Wanlop Suwandee, kepala penasihat gubernur Bangkok, berkata bahwa “para pedagang kaki lima sudah terlalu lama memadati trotoar dan kami telah menyediakan tempat bagi mereka untuk menjual makanan dan produk-produk lainnya secara resmi di pasar, jadi sama sekali tidak akan ada kelonggaran dalam operasi ini.”

Pada Juni tahun lalu, perwakilan dari para pedagang kaki lima dari 50 distrik di Bangkok mengirimkan surat kepada Perdana Menteri Jenderal Prayut Chan-o-cha, memohon agar mereka diizinkan untuk terus berdagang di jalan karena itu adalah penghidupan mereka. Grup berita Nation melaporkan bahwa para pedagang menganggap langkah yang diambil oleh pemerintah dan BMA untuk membatasi para pedagang kaki lima Bangkok di area dan pasar tertentu sebagai tindakan yang terlalu keras.

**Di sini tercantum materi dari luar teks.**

//! Request metrics.

use axum::{body::Body, extract::MatchedPath, http::Request, middleware::Next, response::Response};
use std::time::Instant;

use crate::metrics::{
    normalize_path, HTTP_REQUESTS_IN_FLIGHT, HTTP_REQUESTS_TOTAL, HTTP_REQUEST_DURATION,
};

/// Holds one slot of the in-flight gauge, released when the request future
/// completes or is dropped by a disconnecting client.
struct InFlight;

impl InFlight {
    fn enter() -> Self {
        HTTP_REQUESTS_IN_FLIGHT.inc();
        InFlight
    }
}

impl Drop for InFlight {
    fn drop(&mut self) {
        HTTP_REQUESTS_IN_FLIGHT.dec();
    }
}

/// Label for `request`: the route template when a route matched, so run ids
/// never become label values.
fn route_label(request: &Request<Body>) -> String {
    match request.extensions().get::<MatchedPath>() {
        Some(matched) => matched.as_str().to_string(),
        None => normalize_path(request.uri().path()),
    }
}

/// Observe duration and count of every request by method, route and status.
pub async fn metrics_middleware(request: Request<Body>, next: Next) -> Response {
    let method = request.method().clone();
    let route = route_label(&request);

    let started = Instant::now();
    let response = {
        let _in_flight = InFlight::enter();
        next.run(request).await
    };

    let status = response.status();
    let labels = [method.as_str(), route.as_str(), status.as_str()];
    HTTP_REQUEST_DURATION
        .with_label_values(&labels)
        .observe(started.elapsed().as_secs_f64());
    HTTP_REQUESTS_TOTAL.with_label_values(&labels).inc();

    response
}
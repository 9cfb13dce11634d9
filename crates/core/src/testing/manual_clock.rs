use std::sync::{Arc, RwLock};

use chrono::{DateTime, Duration, Utc};

use crate::runtime::Clock;

use super::fixtures;

/// Clock that only moves when told to. Clones share the same time.
#[derive(Debug, Clone)]
pub struct ManualClock {
    now: Arc<RwLock<DateTime<Utc>>>,
}

impl Default for ManualClock {
    fn default() -> Self {
        Self::new(fixtures::fixed_time())
    }
}

impl ManualClock {
    pub fn new(start: DateTime<Utc>) -> Self {
        Self {
            now: Arc::new(RwLock::new(start)),
        }
    }

    pub fn advance(&self, by: Duration) {
        *self.now.write().unwrap() += by;
    }

    pub fn set(&self, to: DateTime<Utc>) {
        *self.now.write().unwrap() = to;
    }
}

impl Clock for ManualClock {
    fn now(&self) -> DateTime<Utc> {
        *self.now.read().unwrap()
    }
}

Salah satu wilayah yang dikecualikan dari larangan ini adalah surga bagi para wisatawan beransel, Khaosan, kawasan bersejarah yang berbatasan dengan sungai Chao Praya. Selama puluhan tahun, tempat ini telah menjadi magnet bagi para wisatawan hemat dengan penginapan dan wisma tamunya yang murah, serta para pedagang kaki lima.

Kini, tidak hanya wisatawan Barat, tetapi juga ribuan wisatawan Asia berdatangan untuk merasakan budaya perdagangan kaki lima, menciptakan suasana bak karnaval selepas matahari terbenam, dengan jalan-jalan yang dipenuhi oleh meja-meja lipat dan kursi-kursi dari kios-kios makanan, menutup jalanan dari lalu lintas. Selain banyaknya hotel dan pub lokal yang juga menata meja-meja lipat dan kursi-kursinya di jalan, beraneka kios bertenda juga didirikan di trotoar dan menjual barang-barang seperti pakaian, sepatu, tas, suvenir, dan sebagainya.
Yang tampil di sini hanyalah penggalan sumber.